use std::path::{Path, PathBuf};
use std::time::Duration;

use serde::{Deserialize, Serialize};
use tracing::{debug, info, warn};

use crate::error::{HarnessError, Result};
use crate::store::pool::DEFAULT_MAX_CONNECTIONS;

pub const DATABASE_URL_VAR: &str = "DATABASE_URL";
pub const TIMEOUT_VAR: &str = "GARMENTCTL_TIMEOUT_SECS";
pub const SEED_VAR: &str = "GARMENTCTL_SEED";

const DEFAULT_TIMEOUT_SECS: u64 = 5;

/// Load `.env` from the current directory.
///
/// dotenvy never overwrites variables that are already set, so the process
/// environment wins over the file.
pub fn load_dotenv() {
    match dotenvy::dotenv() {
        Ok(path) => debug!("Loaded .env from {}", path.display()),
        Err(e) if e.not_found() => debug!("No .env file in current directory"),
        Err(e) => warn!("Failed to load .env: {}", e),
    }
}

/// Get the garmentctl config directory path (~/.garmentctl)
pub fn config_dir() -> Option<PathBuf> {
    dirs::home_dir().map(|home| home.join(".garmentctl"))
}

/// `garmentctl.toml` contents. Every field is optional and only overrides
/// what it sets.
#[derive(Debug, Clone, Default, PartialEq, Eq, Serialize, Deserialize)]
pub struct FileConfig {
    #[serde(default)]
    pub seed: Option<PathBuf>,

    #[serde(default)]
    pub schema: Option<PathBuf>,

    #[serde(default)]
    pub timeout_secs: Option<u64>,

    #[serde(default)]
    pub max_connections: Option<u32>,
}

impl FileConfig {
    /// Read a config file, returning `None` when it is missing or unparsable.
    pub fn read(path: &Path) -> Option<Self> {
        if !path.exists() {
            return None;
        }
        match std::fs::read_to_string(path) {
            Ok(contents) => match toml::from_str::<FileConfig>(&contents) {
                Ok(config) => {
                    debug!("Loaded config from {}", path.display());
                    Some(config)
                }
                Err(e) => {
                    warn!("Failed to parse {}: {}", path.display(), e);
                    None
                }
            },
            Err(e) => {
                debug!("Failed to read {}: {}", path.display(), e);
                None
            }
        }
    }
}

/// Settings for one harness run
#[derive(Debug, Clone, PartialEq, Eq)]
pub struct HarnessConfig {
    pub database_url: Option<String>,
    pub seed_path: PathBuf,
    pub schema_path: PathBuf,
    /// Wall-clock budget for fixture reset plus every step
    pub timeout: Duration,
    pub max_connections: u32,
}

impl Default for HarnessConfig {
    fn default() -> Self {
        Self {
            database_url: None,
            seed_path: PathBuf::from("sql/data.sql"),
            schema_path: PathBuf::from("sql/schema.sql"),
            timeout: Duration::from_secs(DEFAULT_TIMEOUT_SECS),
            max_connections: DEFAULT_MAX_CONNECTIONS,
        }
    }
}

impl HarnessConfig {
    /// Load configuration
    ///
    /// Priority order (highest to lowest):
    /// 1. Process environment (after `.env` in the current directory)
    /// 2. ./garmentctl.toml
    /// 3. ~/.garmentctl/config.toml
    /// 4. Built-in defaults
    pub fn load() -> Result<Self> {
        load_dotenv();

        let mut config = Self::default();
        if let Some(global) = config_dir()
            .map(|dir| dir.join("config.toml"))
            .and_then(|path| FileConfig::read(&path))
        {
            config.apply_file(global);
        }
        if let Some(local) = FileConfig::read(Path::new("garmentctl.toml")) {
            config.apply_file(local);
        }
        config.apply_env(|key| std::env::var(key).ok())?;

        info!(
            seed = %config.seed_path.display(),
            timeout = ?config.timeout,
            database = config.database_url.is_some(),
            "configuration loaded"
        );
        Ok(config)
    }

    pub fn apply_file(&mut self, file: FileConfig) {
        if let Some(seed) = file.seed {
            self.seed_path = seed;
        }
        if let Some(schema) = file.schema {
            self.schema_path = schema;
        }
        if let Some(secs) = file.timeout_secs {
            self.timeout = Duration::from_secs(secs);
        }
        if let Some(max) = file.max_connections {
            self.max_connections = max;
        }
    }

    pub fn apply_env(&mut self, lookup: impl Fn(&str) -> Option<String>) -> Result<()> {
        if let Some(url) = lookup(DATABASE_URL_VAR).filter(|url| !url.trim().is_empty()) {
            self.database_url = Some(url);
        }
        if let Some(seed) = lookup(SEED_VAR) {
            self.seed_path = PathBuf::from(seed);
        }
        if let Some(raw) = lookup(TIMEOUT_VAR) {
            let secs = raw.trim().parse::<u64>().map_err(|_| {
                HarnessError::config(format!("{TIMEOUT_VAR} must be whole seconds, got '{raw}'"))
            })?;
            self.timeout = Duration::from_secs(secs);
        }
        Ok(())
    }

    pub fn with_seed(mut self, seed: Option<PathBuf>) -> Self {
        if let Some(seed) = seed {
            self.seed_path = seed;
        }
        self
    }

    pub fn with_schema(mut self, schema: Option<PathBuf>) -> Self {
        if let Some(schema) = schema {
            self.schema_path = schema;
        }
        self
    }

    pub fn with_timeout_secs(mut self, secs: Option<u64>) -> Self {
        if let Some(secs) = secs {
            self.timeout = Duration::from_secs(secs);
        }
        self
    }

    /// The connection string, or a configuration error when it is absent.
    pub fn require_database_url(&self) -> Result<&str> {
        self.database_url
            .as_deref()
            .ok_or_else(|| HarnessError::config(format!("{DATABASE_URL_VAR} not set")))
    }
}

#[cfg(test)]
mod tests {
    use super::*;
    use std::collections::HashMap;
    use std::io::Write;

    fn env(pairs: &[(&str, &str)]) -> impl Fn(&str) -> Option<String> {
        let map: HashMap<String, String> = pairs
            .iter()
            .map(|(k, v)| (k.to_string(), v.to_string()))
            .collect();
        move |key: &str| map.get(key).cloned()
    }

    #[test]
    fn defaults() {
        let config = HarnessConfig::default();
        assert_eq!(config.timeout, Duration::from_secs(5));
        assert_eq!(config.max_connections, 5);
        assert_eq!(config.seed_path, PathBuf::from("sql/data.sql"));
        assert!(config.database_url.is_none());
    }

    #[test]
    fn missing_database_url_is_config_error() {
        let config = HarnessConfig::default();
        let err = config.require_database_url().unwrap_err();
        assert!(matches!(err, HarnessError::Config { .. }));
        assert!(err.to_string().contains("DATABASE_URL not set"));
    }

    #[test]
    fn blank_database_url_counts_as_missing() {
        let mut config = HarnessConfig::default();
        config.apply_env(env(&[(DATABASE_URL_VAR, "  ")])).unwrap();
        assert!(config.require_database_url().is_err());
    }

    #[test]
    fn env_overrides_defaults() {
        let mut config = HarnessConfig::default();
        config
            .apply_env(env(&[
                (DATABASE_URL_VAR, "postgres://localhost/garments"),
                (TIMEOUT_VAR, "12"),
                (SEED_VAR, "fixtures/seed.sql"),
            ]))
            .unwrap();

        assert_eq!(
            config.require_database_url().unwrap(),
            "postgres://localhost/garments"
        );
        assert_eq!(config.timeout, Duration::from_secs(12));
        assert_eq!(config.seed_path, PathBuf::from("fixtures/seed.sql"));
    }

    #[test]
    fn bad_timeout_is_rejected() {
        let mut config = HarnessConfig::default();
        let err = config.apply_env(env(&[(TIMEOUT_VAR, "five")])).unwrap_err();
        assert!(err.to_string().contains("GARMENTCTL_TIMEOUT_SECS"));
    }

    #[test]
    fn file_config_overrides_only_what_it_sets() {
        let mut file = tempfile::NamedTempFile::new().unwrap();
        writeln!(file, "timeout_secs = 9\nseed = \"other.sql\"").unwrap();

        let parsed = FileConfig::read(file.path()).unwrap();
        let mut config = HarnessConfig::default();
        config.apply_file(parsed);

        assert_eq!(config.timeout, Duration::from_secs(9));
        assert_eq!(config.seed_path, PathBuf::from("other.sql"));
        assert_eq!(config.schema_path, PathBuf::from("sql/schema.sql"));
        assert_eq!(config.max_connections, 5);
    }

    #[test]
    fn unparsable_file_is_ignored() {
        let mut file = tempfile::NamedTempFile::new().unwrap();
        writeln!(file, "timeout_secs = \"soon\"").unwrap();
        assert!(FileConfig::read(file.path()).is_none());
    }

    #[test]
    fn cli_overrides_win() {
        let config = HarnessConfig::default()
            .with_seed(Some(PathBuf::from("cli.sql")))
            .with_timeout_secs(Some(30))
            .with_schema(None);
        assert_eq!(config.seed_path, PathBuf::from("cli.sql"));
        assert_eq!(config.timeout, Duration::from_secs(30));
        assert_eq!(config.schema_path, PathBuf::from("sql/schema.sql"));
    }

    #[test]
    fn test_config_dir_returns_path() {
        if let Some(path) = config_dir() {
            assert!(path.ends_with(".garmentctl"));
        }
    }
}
◆ ◆ ◆ ◆
* Exercise aim
Go over the data and return every line that includes the word "postgres".

* Answer for this exercise
                (DATABASE_URL_VAR, "postgres://localhost/garments"),
            "postgres://localhost/garments"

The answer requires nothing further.